Mein erstes Wochenende in Indien, der erste freie Freitag, weil die Schule geschlossen ist. Für uns geht es hinaus in’s Land. Ich mache erste spirituelle Erfahrungen an einem verrückten Ort.

Es ist kühl – endlich eine Klimaanlage. Die Wänder sind in einer grau-weißen Farbe gestrichen, sie reflektieren wenig Licht. Hell ist nur der Sonnenstrahl, der von der Decke, einer hohen runden Kuppel, nach unten läuft, auf eine Glaskugel. Um sie herum stehen zwölf runde Säulen. Dazwischen sitzen Menschen und konzentrieren sich, auf ihre Probleme, auf das Leben, oder die menschliche Einheit. Denn das ist der Hauptpunkt, um dem es hier geht, in der Inneren Kammer des Matrimandirs im Herzen von Auroville.

Der Ort an der südlichen indischen Ostküste bei Puducherry ist Ende der 1960er Jahre entstanden als alternative, experimentelle Stadt. In ihr sollen alle Nationen der Welt zusammen leben können. Sie arbeiten in der Stadt und bekommen dafür ein Grundeinkommen. Ziel ist eine Welt in Frieden und Harmonie, ohne Materialismus oder Politik.

„Es könnte schlechter sein“

Auch viele Volunteers gibt es hier, wir übernachten bei einem Deutschen: Flo.
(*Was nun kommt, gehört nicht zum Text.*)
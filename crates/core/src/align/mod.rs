//! Source-alignment joiner: maps debug-symbol functions to parsed
//! source spans by line-attribution overlap.
//!
//! Pipeline: per-TU origin maps ([`origin_map`]) -> candidate scoring and
//! selection ([`candidate`]) -> verdict assembly and reporting ([`join`]).

pub mod candidate;
pub mod join;
pub mod origin_map;

pub use candidate::{score_candidates, select_best, Candidate, SpanInfo};
pub use join::run_alignment;
pub use origin_map::{build_origin_map, OriginMap};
Er ist 27 und arbeitet noch bis August in Auroville im Botanischen Garten. Ein guter Job für einen studierten Landschaftsarchitekten, nach zwei Jahren im Beruf entschied er sich, nochmal ein Jahr auszusetzen. Gerade laufen seine Bewerbungen für neue Jobs in Deutschland.
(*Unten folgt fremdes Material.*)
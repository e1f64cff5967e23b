//! Post-join diagnostics: noise tagging, the high-confidence ladder,
//! confidence-tier assignment, quality flags, and many-to-one
//! relabeling. Converts engine outcomes into output rows.

use std::collections::BTreeMap;

use crate::addrjoin::engine::JoinOutcome;
use crate::addrjoin::tables::{DwarfFunctionRow, GhidraFunctionRow};
use crate::io::schema::{BuildContext, JoinedFunctionRow};
use crate::model::OracleVerdict;
use crate::policy::noise::normalize_versioned_name;
use crate::policy::profile::AddressJoinProfile;
use crate::policy::verdict::{high_confidence, ConfidenceEvidence, MatchKind};

/// Goto density above this flags `HIGH_GOTO_DENSITY`.
pub const HIGH_GOTO_DENSITY_THRESHOLD: f64 = 0.1;

/// Placeholder-type rate above this flags `HIGH_PLACEHOLDER_TYPES`.
pub const HIGH_PLACEHOLDER_THRESHOLD: f64 = 0.3;

/// Decompiler quality concern flags.
pub mod quality_flag {
    pub const CFG_LOW: &str = "CFG_LOW";
    pub const FATAL_WARNING: &str = "FATAL_WARNING";
    pub const HIGH_GOTO_DENSITY: &str = "HIGH_GOTO_DENSITY";
    pub const HIGH_PLACEHOLDER_TYPES: &str = "HIGH_PLACEHOLDER_TYPES";
}

/// True when the matched decompiler function's name is a known
/// auxiliary symbol (after version-suffix normalization).
fn classify_aux(ghidra_name: &str, aux_names: &[String]) -> bool {
    let norm = normalize_versioned_name(ghidra_name.trim());
    aux_names.iter().any(|aux| aux == norm)
}

/// Thunks and PLT stubs both proxy an import rather than carry a body.
fn classify_import_proxy(is_thunk: bool, is_plt_or_stub: bool) -> bool {
    is_thunk || is_plt_or_stub
}

/// Assign the confidence tier label.
///
/// GOLD -- high confidence. SILVER -- gold-eligible with a strong join
/// but some other gate failed. BRONZE -- joined at all (strong or weak)
/// without gold eligibility, or weakly joined even when gold-eligible.
/// Empty -- everything else (NO_RANGE, NO_MATCH, MULTI_MATCH).
pub fn assign_confidence_tier(
    is_high_confidence: bool,
    match_kind: MatchKind,
    eligible_for_gold: bool,
) -> &'static str {
    if is_high_confidence {
        return "GOLD";
    }
    if match_kind == MatchKind::JoinedStrong && eligible_for_gold {
        return "SILVER";
    }
    if match_kind.is_joined() {
        return "BRONZE";
    }
    ""
}

/// Detect when a function was already lost by an upstream stage.
fn detect_upstream_collapse(drow: &DwarfFunctionRow) -> Option<&'static str> {
    if !drow.has_range {
        return Some("NO_DWARF_RANGE");
    }
    if drow.is_non_target {
        return Some("ALIGNMENT_NON_TARGET");
    }
    if drow.oracle_verdict == OracleVerdict::Reject {
        return Some("DWARF_ORACLE_REJECT");
    }
    None
}

/// Collect decompiler quality concern flags for one row.
fn decompiler_quality_flags(
    cfg_completeness: Option<&str>,
    warning_tags: &[String],
    goto_count: u32,
    loc_decompiled: u32,
    placeholder_type_rate: f64,
    fatal_warnings: &[String],
) -> Vec<String> {
    let mut flags = Vec::new();
    if cfg_completeness == Some("LOW") {
        flags.push(quality_flag::CFG_LOW.to_string());
    }
    if warning_tags.iter().any(|w| fatal_warnings.contains(w)) {
        flags.push(quality_flag::FATAL_WARNING.to_string());
    }
    let goto_density = goto_count as f64 / loc_decompiled.max(1) as f64;
    if goto_density > HIGH_GOTO_DENSITY_THRESHOLD {
        flags.push(quality_flag::HIGH_GOTO_DENSITY.to_string());
    }
    if placeholder_type_rate > HIGH_PLACEHOLDER_THRESHOLD {
        flags.push(quality_flag::HIGH_PLACEHOLDER_TYPES.to_string());
    }
    flags
}

/// Many-to-one relabeling: index decompiler id -> debug members, then
/// flag every member of a group with two or more. Two passes over
/// immutable-then-mutable rows; no shared counter during the scan.
fn relabel_many_to_one(rows: &mut [JoinedFunctionRow]) {
    let mut members: BTreeMap<String, u32> = BTreeMap::new();
    for row in rows.iter() {
        if let Some(gfid) = &row.ghidra_func_id {
            *members.entry(gfid.clone()).or_insert(0) += 1;
        }
    }
    for row in rows.iter_mut() {
        if let Some(gfid) = &row.ghidra_func_id {
            let count = members[gfid];
            row.n_dwarf_funcs_per_ghidra_func = count;
            row.fat_function_multi_dwarf = count >= 2;
        }
    }
}

/// Convert engine outcomes to fully tagged output rows.
pub fn build_joined_function_rows(
    outcomes: &[JoinOutcome],
    dwarf_table: &BTreeMap<String, DwarfFunctionRow>,
    ghidra_table: &BTreeMap<String, GhidraFunctionRow>,
    ctx: &BuildContext,
    profile: &AddressJoinProfile,
) -> Vec<JoinedFunctionRow> {
    let mut rows = Vec::with_capacity(outcomes.len());

    for outcome in outcomes {
        let Some(drow) = dwarf_table.get(&outcome.function_id) else { continue };
        let grow: Option<&GhidraFunctionRow> =
            outcome.ghidra_func_id.as_ref().and_then(|id| ghidra_table.get(id));

        let is_external_block = grow.is_some_and(|g| g.is_external_block);
        let is_thunk = grow.is_some_and(|g| g.is_thunk);
        let is_aux_function =
            classify_aux(grow.map_or("", |g| g.name.as_str()), &profile.aux_function_names);
        let is_import_proxy = classify_import_proxy(
            is_thunk,
            grow.is_some_and(|g| g.is_plt_or_stub),
        );

        let cfg_completeness = grow.map(|g| g.cfg_completeness.clone());
        let warning_tags = grow.map_or_else(Vec::new, |g| g.warnings.clone());
        let goto_count = grow.map_or(0, |g| g.goto_count);
        let loc_decompiled = grow.map_or(0, |g| g.c_line_count);
        let placeholder_type_rate = grow.map_or(0.0, |g| g.placeholder_type_rate);

        let (is_hc, hc_reject) = high_confidence(&ConfidenceEvidence {
            oracle_verdict: drow.oracle_verdict,
            align_verdict: drow.align_verdict,
            align_n_candidates: drow.align_n_candidates,
            align_overlap_ratio: drow.align_overlap_ratio,
            match_kind: outcome.match_kind,
            is_external_block,
            is_thunk,
            is_aux_function,
            is_import_proxy,
            cfg_completeness: cfg_completeness.as_deref(),
            warning_tags: &warning_tags,
            fatal_warnings: &profile.fatal_warnings,
        });
        // A gate pass without gold eligibility must not mint GOLD rows.
        let is_hc = is_hc && drow.eligible_for_gold;

        let tier = assign_confidence_tier(is_hc, outcome.match_kind, drow.eligible_for_gold);

        rows.push(JoinedFunctionRow {
            binary_sha256: ctx.binary_sha256.clone(),
            job_id: ctx.job_id.clone(),
            test_case: ctx.test_case.clone(),
            opt: ctx.opt.clone(),
            variant: ctx.variant.clone(),
            builder_profile_id: ctx.builder_profile_id.clone(),
            ghidra_binary_sha256: ctx.ghidra_binary_sha256.clone(),
            ghidra_variant: ctx.ghidra_variant.clone(),

            dwarf_function_id: drow.function_id.clone(),
            dwarf_function_name: drow.name.clone(),
            dwarf_function_name_norm: drow.name_norm.clone(),
            decl: drow.decl.clone(),
            low_pc: drow.low_pc,
            high_pc: drow.high_pc,
            dwarf_total_range_bytes: drow.total_range_bytes,
            dwarf_oracle_verdict: drow.oracle_verdict,

            align_verdict: drow.align_verdict,
            align_overlap_ratio: drow.align_overlap_ratio,
            align_gap_count: drow.align_gap_count,
            align_n_candidates: drow.align_n_candidates,
            quality_weight: drow.quality_weight,
            align_reason_tags: drow.align_reason_tags.clone(),

            ghidra_match_kind: outcome.match_kind,
            ghidra_func_id: outcome.ghidra_func_id.clone(),
            ghidra_entry_va: outcome.ghidra_entry_va,
            ghidra_name: outcome.ghidra_name.clone(),

            decompile_status: grow.map(|g| g.decompile_status.clone()),
            cfg_completeness,
            bb_count: grow.map(|g| g.bb_count),
            edge_count: grow.map(|g| g.edge_count),
            warning_tags: warning_tags.clone(),
            goto_count,
            loc_decompiled,
            temp_var_count: grow.map_or(0, |g| g.temp_var_count),
            placeholder_type_rate,

            pc_overlap_bytes: outcome.pc_overlap_bytes,
            pc_overlap_ratio: outcome.pc_overlap_ratio,
            n_near_ties: outcome.n_near_ties,
            join_warnings: outcome.join_warnings.clone(),

            n_dwarf_funcs_per_ghidra_func: 0,
            fat_function_multi_dwarf: false,

            is_high_confidence: is_hc,
            is_aux_function,
            is_import_proxy,
            is_external_block,
            is_non_target: drow.is_non_target,
            is_thunk,

            eligible_for_join: drow.eligible_for_join,
            eligible_for_gold: drow.eligible_for_gold,
            exclusion_reason: drow.exclusion_reason.clone(),

            confidence_tier: tier.to_string(),
            hc_reject_reason: hc_reject.map(str::to_string),
            upstream_collapse_reason: detect_upstream_collapse(drow).map(str::to_string),
            decompiler_quality_flags: decompiler_quality_flags(
                grow.map(|g| g.cfg_completeness.as_str()),
                &warning_tags,
                goto_count,
                loc_decompiled,
                placeholder_type_rate,
                &profile.fatal_warnings,
            ),
        });
    }

    relabel_many_to_one(&mut rows);
    rows
}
Während wir zusammen auf dem Motorrad zu einer Abschiedsparty im Dschungel fahren, frage ich ihn, wie es ihm gefällt – er sagt: „Ich fahre mit dem Motorrad durch Indien – könnte schlechter sein.“ In Auroville haben die meisten Freiwilligen ihren Motorradführerschein gemacht, damit sie schneller auf der weitläufigen Anlage umherkommen.

Ein westlicheres Leben als in unserem Dorf

Verglichen mit dem Leben in unserem Dorf, leben die etwa 2000 Menschen in Auroville sehr westlich.  Grundsätzlich fühle ich mich etwas freier. Das Erlebnis ist einfach besonders.
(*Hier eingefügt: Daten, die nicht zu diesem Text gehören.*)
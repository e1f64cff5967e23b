//! Address-join engine: maps debug-symbol functions to decompiler
//! functions by byte-range overlap, then classifies, tiers, and audits
//! the merged rows.
//!
//! Stages: table build ([`tables`]) -> eligibility stamping -> interval
//! join ([`engine`]) -> row diagnostics ([`diagnostics`]) -> report
//! assembly ([`report`]) -> invariant audit ([`invariants`]).

pub mod diagnostics;
pub mod engine;
pub mod invariants;
pub mod report;
pub mod tables;

use thiserror::Error;
use tracing::info;

use crate::io::loader::{CfgRecord, DebugFunctionsDoc, DecompFunctionRecord, VariableRecord};
use crate::io::schema::{AlignmentPairsDoc, BuildContext, JoinReport, JoinedFunctionRow};
use crate::policy::profile::AddressJoinProfile;

/// Fatal computation-corruption errors.
///
/// A derived bound escaping its mathematical range signals an upstream
/// defect that would silently poison every downstream experiment, so it
/// aborts the run instead of becoming a violation record.
#[derive(Debug, Error)]
pub enum JoinError {
    #[error(
        "quality_weight out of [0,1] bounds: {value:.9} \
         (function_id={function_id}, overlap_ratio={overlap_ratio:?}, \
         n_candidates={n_candidates:?})"
    )]
    QualityWeightOutOfBounds {
        function_id: String,
        value: f64,
        overlap_ratio: Option<f64>,
        n_candidates: Option<u32>,
    },
}

/// Evidence tables consumed by one address-join run.
#[derive(Debug, Clone, Copy)]
pub struct AddressJoinInputs<'a> {
    pub debug_doc: &'a DebugFunctionsDoc,
    pub alignment: &'a AlignmentPairsDoc,
    pub decomp_functions: &'a [DecompFunctionRecord],
    pub decomp_cfg: &'a [CfgRecord],
    pub decomp_variables: &'a [VariableRecord],
    /// Image base to subtract from decompiler virtual addresses
    /// (position-independent binaries load at a synthetic base).
    pub image_base: u64,
}

/// Execute the full address join for one binary variant.
///
/// Pure function of its inputs and the profile. The returned rows are
/// unsorted; [`crate::io::writer::write_join_outputs`] sorts before
/// serialization. The report carries every invariant violation found,
/// row-level and report-level -- violations never abort the run.
pub fn run_address_join(
    inputs: AddressJoinInputs<'_>,
    ctx: &BuildContext,
    profile: &AddressJoinProfile,
) -> Result<(Vec<JoinedFunctionRow>, JoinReport), JoinError> {
    let mut dwarf_table = tables::build_dwarf_function_table(inputs.debug_doc, inputs.alignment)?;
    let (ghidra_table, interval_index) = tables::build_ghidra_function_table(
        inputs.decomp_functions,
        inputs.decomp_cfg,
        inputs.decomp_variables,
        inputs.image_base,
    );

    tables::apply_eligibility(&mut dwarf_table, &profile.aux_function_names);

    let outcomes = engine::join_dwarf_to_ghidra(&dwarf_table, &ghidra_table, &interval_index, profile);

    let mut rows =
        diagnostics::build_joined_function_rows(&outcomes, &dwarf_table, &ghidra_table, ctx, profile);

    let mut violations = invariants::check_rows(&rows, profile);

    let mut report = report::build_join_report(&rows, ctx, profile);
    violations.extend(invariants::check_report(&report));

    if !violations.is_empty() {
        tracing::warn!(n = violations.len(), "invariant violations detected");
    }
    report.invariant_violations = violations;

    info!(
        n_rows = rows.len(),
        n_joined = report.yield_counts.n_joined_to_ghidra,
        n_high_confidence = report.high_confidence.high_confidence_count,
        "address join finished"
    );

    // Keep row order deterministic even before the writer's final sort.
    rows.sort_by(|a, b| a.dwarf_function_id.cmp(&b.dwarf_function_id));

    Ok((rows, report))
}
Die Gründerin von Auroville nannte sich selbst "Die Mutter".

Die Gründerin von Auroville nannte sich selbst „Die Mutter“.

Bei der Gründung 1968 legten sich die Auroviller eine Grundsatzcharta auf:

1. Auroville gehört niemandem im besonderen. Auroville gehört der ganzen Menschheit. Aber um in Auroville zu leben, muß man bereit sein, dem Göttlichen Bewußtsein zu dienen.

2. Auroville wird ein Ort ständiger Lernbereitschaft und ständigen Fortschritts sein und auf diese Weise der Schauplatz eines Lebens, das seine Jugend bewahrt.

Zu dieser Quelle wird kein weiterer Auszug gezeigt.